■ **What needs to be done**
Copy each line of the listing below exactly.

---------- Source data ----------

//! Network Device Abstraction
//!
//! This module provides the trait every Ethernet driver in the crate
//! implements, together with the error type they share.
//!
//! ## Design Philosophy
//!
//! The `NetworkDevice` trait is the bootloader-facing packet interface:
//! start the device, move single-frame packets in and out, stop it again.
//! There are no queues or callbacks. A frame returned by `receive()` stays in
//! the driver's DMA buffer until the caller hands it back with `release()`,
//! so nothing is copied on the receive path unless the caller wants a copy.
//!
//! ## Example Usage
//!
//! ```ignore
//! use ftgmac100::{NetError, NetworkDevice};
//!
//! netdev.start()?;
//! netdev.send(&frame)?;
//!
//! match netdev.receive() {
//!     Ok(rx) => {
//!         let handle = rx.handle();
//!         process(rx.data());
//!         netdev.release(handle)?;
//!     }
//!     Err(NetError::NoFrameAvailable) => {}
//!     Err(e) => return Err(e),
//! }
//! ```

use crate::drivers::net::phy::LinkState;
use crate::net::ethernet::MacAddress;
use core::fmt;

/// Errors that can occur during network device operations
#[derive(Debug, Clone, Copy, PartialEq, Eq)]
pub enum NetError {
    /// The current TX descriptor is still owned by the DMA engine
    NoDescriptorAvailable,

    /// The DMA engine did not hand the TX descriptor back in time
    TransmitTimeout,

    /// No received frame is ready (not an error condition for pollers)
    NoFrameAvailable,

    /// The PHY reported link down and the device is not link-less
    NoLink,

    /// Descriptor size is not a multiple of 16 bytes
    BadDescriptorAlignment,

    /// An MDIO transaction did not complete within its bound
    MdioTimeout { phy: u8, reg: u8 },

    /// The device has not been started (or has been stopped)
    NotStarted,

    /// Frame does not fit in one transmit buffer
    FrameTooLarge,

    /// Release handle does not name the current receive slot
    InvalidHandle,

    /// MAC software reset did not self-clear
    ResetTimeout,

    /// No PHY answered at the configured address
    PhyNotFound,

    /// Invalid configuration or parameter
    InvalidConfiguration,

    /// DMA region is too small for rings and buffers
    RegionTooSmall,
}

impl fmt::Display for NetError {
    fn fmt(&self, f: &mut fmt::Formatter<'_>) -> fmt::Result {
        match self {
            NetError::NoDescriptorAvailable => write!(f, "No TX descriptor available"),
            NetError::TransmitTimeout => write!(f, "Transmit timeout"),
            NetError::NoFrameAvailable => write!(f, "No frame available"),
            NetError::NoLink => write!(f, "No link"),
            NetError::BadDescriptorAlignment => {
                write!(f, "Descriptor size must be 16 bytes aligned")
            }
            NetError::MdioTimeout { phy, reg } => {
                write!(f, "MDIO timeout (phy:{} reg:{:#x})", phy, reg)
            }
            NetError::NotStarted => write!(f, "Device not started"),
            NetError::FrameTooLarge => write!(f, "Frame too large"),
            NetError::InvalidHandle => write!(f, "Invalid receive handle"),
            NetError::ResetTimeout => write!(f, "MAC reset timeout"),
            NetError::PhyNotFound => write!(f, "PHY not found"),
            NetError::InvalidConfiguration => write!(f, "Invalid configuration"),
            NetError::RegionTooSmall => write!(f, "DMA region too small"),
        }
    }
}

/// Token naming a received frame that is still held by software.
///
/// Only the driver that produced it can create one. It is `Copy` so it can
/// outlive the borrow of the frame data and be passed back to `release()`.
#[derive(Debug, Clone, Copy, PartialEq, Eq)]
pub struct RxHandle {
    index: usize,
    len: usize,
}

impl RxHandle {
    pub(crate) const fn new(index: usize, len: usize) -> Self {
        Self { index, len }
    }

    /// Receive ring slot holding the frame.
    pub const fn index(&self) -> usize {
        self.index
    }

    /// Frame length in bytes.
    pub const fn len(&self) -> usize {
        self.len
    }

    pub const fn is_empty(&self) -> bool {
        self.len == 0
    }
}

/// A received frame, borrowed from the driver's receive buffer.
#[derive(Debug)]
pub struct RxFrame<'a> {
    handle: RxHandle,
    data: &'a [u8],
}

impl<'a> RxFrame<'a> {
    pub(crate) fn new(handle: RxHandle, data: &'a [u8]) -> Self {
        Self { handle, data }
    }

    pub fn handle(&self) -> RxHandle {
        self.handle
    }

    /// Frame bytes as delivered by the MAC (no FCS).
    pub fn data(&self) -> &'a [u8] {
        self.data
    }
}

/// Network device abstraction trait
///
/// This trait defines the minimal interface for Ethernet network devices.
/// Implementations provide hardware-specific details for frame TX/RX.
///
/// # Design Decisions
///
/// - **Blocking transmit**: `send()` returns once the MAC has taken the frame
/// - **Non-blocking receive**: `receive()` never waits for a frame
/// - **Single-frame API**: one frame per call, one descriptor per frame
///
/// # Thread Safety
///
/// Implementations are not required to be thread-safe at the trait level.
/// Synchronization must be handled by the caller (e.g., wrapping in `Mutex`).
pub trait NetworkDevice {
    /// Bring the device up
    ///
    /// Resets the MAC, programs the station address, hands fresh descriptor
    /// rings to the DMA engine, enables TX/RX and waits for the PHY to
    /// negotiate a link.
    ///
    /// # Errors
    ///
    /// - `ResetTimeout` - MAC reset did not complete
    /// - `BadDescriptorAlignment` - descriptor layout unusable by the DMA engine
    /// - `NoLink` - PHY reports link down
    /// - `MdioTimeout` - PHY management transaction timed out
    #[must_use = "start() failure must be handled - device may not be operational"]
    fn start(&mut self) -> Result<(), NetError>;

    /// Disable the MAC (and power down the PHY where the driver owns it)
    fn stop(&mut self);

    /// Transmit an Ethernet frame
    ///
    /// Sends a complete Ethernet frame (header + payload, no FCS). Frames
    /// shorter than 60 bytes are zero-padded. Blocks until the DMA engine
    /// has consumed the descriptor.
    ///
    /// # Errors
    ///
    /// - `NotStarted` - must call `start()` first
    /// - `FrameTooLarge` - frame does not fit in one TX buffer
    /// - `NoDescriptorAvailable` - hardware still owns the next descriptor
    /// - `TransmitTimeout` - hardware never handed the descriptor back
    #[must_use = "send() failure must be handled - frame may not have been sent"]
    fn send(&mut self, frame: &[u8]) -> Result<(), NetError>;

    /// Receive an Ethernet frame (non-blocking)
    ///
    /// Returns `Err(NoFrameAvailable)` immediately when nothing is pending.
    /// The same frame is returned again until it is released.
    fn receive(&mut self) -> Result<RxFrame<'_>, NetError>;

    /// Return a received frame's buffer to the hardware
    fn release(&mut self, handle: RxHandle) -> Result<(), NetError>;

    /// Program a new station address into the MAC
    fn set_mac_address(&mut self, mac: MacAddress) -> Result<(), NetError>;

    /// Get the device's MAC address
    fn mac_address(&self) -> MacAddress;

    /// Link state from the last negotiation, if the device has been started
    fn link_state(&self) -> Option<LinkState>;

    /// Get link status
    ///
    /// # Default Implementation
    ///
    /// Derived from `link_state()`; link down when unknown.
    fn link_up(&self) -> bool {
        self.link_state().is_some_and(|link| link.up)
    }
}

----------

■ **Solution for this exercise**
//! Network Device Abstraction
//!
//! This module provides the trait every Ethernet driver in the crate
//! implements, together with the error type they share.
//!
//! ## Design Philosophy
//!
//! The `NetworkDevice` trait is the bootloader-facing packet interface:
//! start the device, move single-frame packets in and out, stop it again.
//! There are no queues or callbacks. A frame returned by `receive()` stays in
//! the driver's DMA buffer until the caller hands it back with `release()`,
//! so nothing is copied on the receive path unless the caller wants a copy.
//!
//! ## Example Usage
//!
//! ```ignore
//! use ftgmac100::{NetError, NetworkDevice};
//!
//! netdev.start()?;
//! netdev.send(&frame)?;
//!
//! match netdev.receive() {
//!     Ok(rx) => {
//!         let handle = rx.handle();
//!         process(rx.data());
//!         netdev.release(handle)?;
//!     }
//!     Err(NetError::NoFrameAvailable) => {}
//!     Err(e) => return Err(e),
//! }
//! ```

use crate::drivers::net::phy::LinkState;
use crate::net::ethernet::MacAddress;
use core::fmt;

/// Errors that can occur during network device operations
#[derive(Debug, Clone, Copy, PartialEq, Eq)]
pub enum NetError {
    /// The current TX descriptor is still owned by the DMA engine
    NoDescriptorAvailable,

    /// The DMA engine did not hand the TX descriptor back in time
    TransmitTimeout,

    /// No received frame is ready (not an error condition for pollers)
    NoFrameAvailable,

    /// The PHY reported link down and the device is not link-less
    NoLink,

    /// Descriptor size is not a multiple of 16 bytes
    BadDescriptorAlignment,

    /// An MDIO transaction did not complete within its bound
    MdioTimeout { phy: u8, reg: u8 },

    /// The device has not been started (or has been stopped)
    NotStarted,

    /// Frame does not fit in one transmit buffer
    FrameTooLarge,

    /// Release handle does not name the current receive slot
    InvalidHandle,

    /// MAC software reset did not self-clear
    ResetTimeout,

    /// No PHY answered at the configured address
    PhyNotFound,

    /// Invalid configuration or parameter
    InvalidConfiguration,

    /// DMA region is too small for rings and buffers
    RegionTooSmall,
}

impl fmt::Display for NetError {
    fn fmt(&self, f: &mut fmt::Formatter<'_>) -> fmt::Result {
        match self {
            NetError::NoDescriptorAvailable => write!(f, "No TX descriptor available"),
            NetError::TransmitTimeout => write!(f, "Transmit timeout"),
            NetError::NoFrameAvailable => write!(f, "No frame available"),
            NetError::NoLink => write!(f, "No link"),
            NetError::BadDescriptorAlignment => {
                write!(f, "Descriptor size must be 16 bytes aligned")
            }
            NetError::MdioTimeout { phy, reg } => {
                write!(f, "MDIO timeout (phy:{} reg:{:#x})", phy, reg)
            }
            NetError::NotStarted => write!(f, "Device not started"),
            NetError::FrameTooLarge => write!(f, "Frame too large"),
            NetError::InvalidHandle => write!(f, "Invalid receive handle"),
            NetError::ResetTimeout => write!(f, "MAC reset timeout"),
            NetError::PhyNotFound => write!(f, "PHY not found"),
            NetError::InvalidConfiguration => write!(f, "Invalid configuration"),
            NetError::RegionTooSmall => write!(f, "DMA region too small"),
        }
    }
}

/// Token naming a received frame that is still held by software.
///
/// Only the driver that produced it can create one. It is `Copy` so it can
/// outlive the borrow of the frame data and be passed back to `release()`.
#[derive(Debug, Clone, Copy, PartialEq, Eq)]
pub struct RxHandle {
    index: usize,
    len: usize,
}

impl RxHandle {
    pub(crate) const fn new(index: usize, len: usize) -> Self {
        Self { index, len }
    }

    /// Receive ring slot holding the frame.
    pub const fn index(&self) -> usize {
        self.index
    }

    /// Frame length in bytes.
    pub const fn len(&self) -> usize {
        self.len
    }

    pub const fn is_empty(&self) -> bool {
        self.len == 0
    }
}

/// A received frame, borrowed from the driver's receive buffer.
#[derive(Debug)]
pub struct RxFrame<'a> {
    handle: RxHandle,
    data: &'a [u8],
}

impl<'a> RxFrame<'a> {
    pub(crate) fn new(handle: RxHandle, data: &'a [u8]) -> Self {
        Self { handle, data }
    }

    pub fn handle(&self) -> RxHandle {
        self.handle
    }

    /// Frame bytes as delivered by the MAC (no FCS).
    pub fn data(&self) -> &'a [u8] {
        self.data
    }
}

/// Network device abstraction trait
///
/// This trait defines the minimal interface for Ethernet network devices.
/// Implementations provide hardware-specific details for frame TX/RX.
///
/// # Design Decisions
///
/// - **Blocking transmit**: `send()` returns once the MAC has taken the frame
/// - **Non-blocking receive**: `receive()` never waits for a frame
/// - **Single-frame API**: one frame per call, one descriptor per frame
///
/// # Thread Safety
///
/// Implementations are not required to be thread-safe at the trait level.
/// Synchronization must be handled by the caller (e.g., wrapping in `Mutex`).
pub trait NetworkDevice {
    /// Bring the device up
    ///
    /// Resets the MAC, programs the station address, hands fresh descriptor
    /// rings to the DMA engine, enables TX/RX and waits for the PHY to
    /// negotiate a link.
    ///
    /// # Errors
    ///
    /// - `ResetTimeout` - MAC reset did not complete
    /// - `BadDescriptorAlignment` - descriptor layout unusable by the DMA engine
    /// - `NoLink` - PHY reports link down
    /// - `MdioTimeout` - PHY management transaction timed out
    #[must_use = "start() failure must be handled - device may not be operational"]
    fn start(&mut self) -> Result<(), NetError>;

    /// Disable the MAC (and power down the PHY where the driver owns it)
    fn stop(&mut self);

    /// Transmit an Ethernet frame
    ///
    /// Sends a complete Ethernet frame (header + payload, no FCS). Frames
    /// shorter than 60 bytes are zero-padded. Blocks until the DMA engine
    /// has consumed the descriptor.
    ///
    /// # Errors
    ///
    /// - `NotStarted` - must call `start()` first
    /// - `FrameTooLarge` - frame does not fit in one TX buffer
    /// - `NoDescriptorAvailable` - hardware still owns the next descriptor
    /// - `TransmitTimeout` - hardware never handed the descriptor back
    #[must_use = "send() failure must be handled - frame may not have been sent"]
    fn send(&mut self, frame: &[u8]) -> Result<(), NetError>;

    /// Receive an Ethernet frame (non-blocking)
    ///
    /// Returns `Err(NoFrameAvailable)` immediately when nothing is pending.
    /// The same frame is returned again until it is released.
    fn receive(&mut self) -> Result<RxFrame<'_>, NetError>;

    /// Return a received frame's buffer to the hardware
    fn release(&mut self, handle: RxHandle) -> Result<(), NetError>;

    /// Program a new station address into the MAC
    fn set_mac_address(&mut self, mac: MacAddress) -> Result<(), NetError>;

    /// Get the device's MAC address
    fn mac_address(&self) -> MacAddress;

    /// Link state from the last negotiation, if the device has been started
    fn link_state(&self) -> Option<LinkState>;

    /// Get link status
    ///
    /// # Default Implementation
    ///
    /// Derived from `link_state()`; link down when unknown.
    fn link_up(&self) -> bool {
        self.link_state().is_some_and(|link| link.up)
    }
}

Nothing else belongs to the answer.